Pelle è un’indagine sulla vulnerabilità del corpo femminile, un luogo, o meglio un organo, in cui l’individuo entra in contatto con il mondo e ne trattiene le tracce attraverso i sensi e le percezioni. Il progetto affronta il corpo come materia sensibile, come spazio di memoria e come superficie che registra tensioni, contrazioni e trasformazioni interiori.
Questo progetto fotografico mette in risalto il valore delle imperfezioni del corpo e afferma una visione della bellezza femminile non convenzionale, fondata sul rispetto di sé e sulla complessità corporea. In un contesto sociale in cui il ruolo della donna è sempre più strumentalizzato, Pelle si configura come un lavoro di rimostranza visiva e si oppone a un sistema chiuso e maschilista che continua ad affermarsi con forza.

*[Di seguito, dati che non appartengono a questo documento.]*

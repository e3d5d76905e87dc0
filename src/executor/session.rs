//! Smoke session pipeline
//!
//! Pre-flight, then discovery, then the checks. Pre-flight and discovery
//! errors are fatal and no check runs after them.

use tracing::info;

use super::runner::{TestCase, TestContext, TestRunner};
use crate::config::SmokeConfig;
use crate::error::SmokeError;
use crate::http::HttpProbe;
use crate::k8s::{CommandRunner, ResourceDiscovery};
use crate::models::{EndpointSet, RouteSet, RunSummary};

/// Discovered context plus the results run against it
#[derive(Clone, Debug)]
pub struct SessionOutcome {
    pub routes: RouteSet,
    pub endpoints: EndpointSet,
    pub summary: RunSummary,
}

/// One smoke run against one namespace
pub struct SmokeSession<'a> {
    config: &'a SmokeConfig,
    commands: &'a dyn CommandRunner,
    probe: &'a dyn HttpProbe,
    runner: TestRunner,
}

impl<'a> SmokeSession<'a> {
    pub fn new(
        config: &'a SmokeConfig,
        commands: &'a dyn CommandRunner,
        probe: &'a dyn HttpProbe,
    ) -> Self {
        Self {
            config,
            commands,
            probe,
            runner: TestRunner::new(),
        }
    }

    /// Pre-flight and discovery
    pub async fn discover(&self) -> Result<(RouteSet, EndpointSet), SmokeError> {
        let discovery = ResourceDiscovery::new(self.commands, self.config);

        discovery.preflight().await?;
        let routes = discovery.discover_routes().await?;
        let endpoints = discovery.discover_endpoints().await?;
        info!("Discovery complete for {}", routes.frontend_host);

        Ok((routes, endpoints))
    }

    /// Run the checks against an already discovered context
    pub async fn run(
        &self,
        cases: &[TestCase],
        routes: &RouteSet,
        endpoints: &EndpointSet,
    ) -> RunSummary {
        let ctx = TestContext {
            routes,
            endpoints,
            config: self.config,
            probe: self.probe,
            commands: self.commands,
        };
        self.runner.run_all(cases, &ctx).await
    }
}

#[cfg(test)]
mod tests {
    use super::*;
    use crate::fakes::{healthy_site, scripted_cluster, ScriptedCommands, ScriptedProbe};
    use crate::models::TestStatus;
    use crate::tests::all_checks;

    async fn execute(
        session: &SmokeSession<'_>,
        cases: &[TestCase],
    ) -> Result<SessionOutcome, SmokeError> {
        let (routes, endpoints) = session.discover().await?;
        let summary = session.run(cases, &routes, &endpoints).await;
        Ok(SessionOutcome {
            routes,
            endpoints,
            summary,
        })
    }

    #[tokio::test]
    async fn test_healthy_deployment_passes_every_check() {
        let config = SmokeConfig::default();
        let commands = scripted_cluster("team2-frontend.example.com");
        let probe = healthy_site();

        let outcome = execute(&SmokeSession::new(&config, &commands, &probe), &all_checks())
            .await
            .unwrap();

        let failures: Vec<_> = outcome
            .summary
            .results
            .iter()
            .filter(|r| r.status == TestStatus::Fail)
            .collect();
        assert!(failures.is_empty(), "unexpected failures: {failures:?}");
        assert_eq!(outcome.summary.total(), 11);
        assert_eq!(outcome.endpoints.gateway_ips.len(), 1);
    }

    #[tokio::test]
    async fn test_empty_frontend_route_runs_nothing() {
        let config = SmokeConfig::default();
        let commands = scripted_cluster("");
        let probe = healthy_site();

        let err = execute(&SmokeSession::new(&config, &commands, &probe), &all_checks())
            .await
            .unwrap_err();

        assert!(matches!(err, SmokeError::Discovery(_)));
        assert!(probe.calls().is_empty());
        assert!(!commands.calls().iter().any(|c| c.contains("get pods")));
    }

    #[tokio::test]
    async fn test_failed_preflight_skips_discovery() {
        let config = SmokeConfig::default();
        let commands = ScriptedCommands::new().fail("kubectl cluster-info", "connection refused");
        let probe = healthy_site();

        let err = execute(&SmokeSession::new(&config, &commands, &probe), &all_checks())
            .await
            .unwrap_err();

        assert!(matches!(err, SmokeError::Preflight(_)));
        assert_eq!(commands.calls().len(), 1);
        assert!(probe.calls().is_empty());
    }

    #[tokio::test]
    async fn test_unreachable_site_still_runs_every_check() {
        let config = SmokeConfig::default();
        let commands = scripted_cluster("team2-frontend.example.com");
        let probe = ScriptedProbe::new();

        let outcome = execute(&SmokeSession::new(&config, &commands, &probe), &all_checks())
            .await
            .unwrap();

        let reported: Vec<_> = outcome.summary.results.iter().map(|r| r.name.as_str()).collect();
        let declared: Vec<_> = all_checks().iter().map(|c| c.name).collect();
        assert_eq!(reported, declared);
        // only the pod readiness check does not go through HTTP
        assert_eq!(outcome.summary.failure_count, 10);
        assert_eq!(
            outcome.summary.results.last().map(|r| r.status),
            Some(TestStatus::Pass)
        );
    }
}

La fotografia impone una condizione percettiva primaria, un ambiente in cui la figura sembra riemergere gradualmente, come se fosse ancora un racconto adolescenziale in fase di trasformazione. Il corpo viene collocato in uno spazio diretto e privo di protezioni, enfatizzando il gesto e la postura.
Il lavoro non propone un percorso lineare né una narrazione ricomposta, ma offre una costellazione di presenze e frammenti che interrogano lo sguardo e rendono visibile ciò che solitamente rimane implicito e sottratto alla rappresentazione dominante.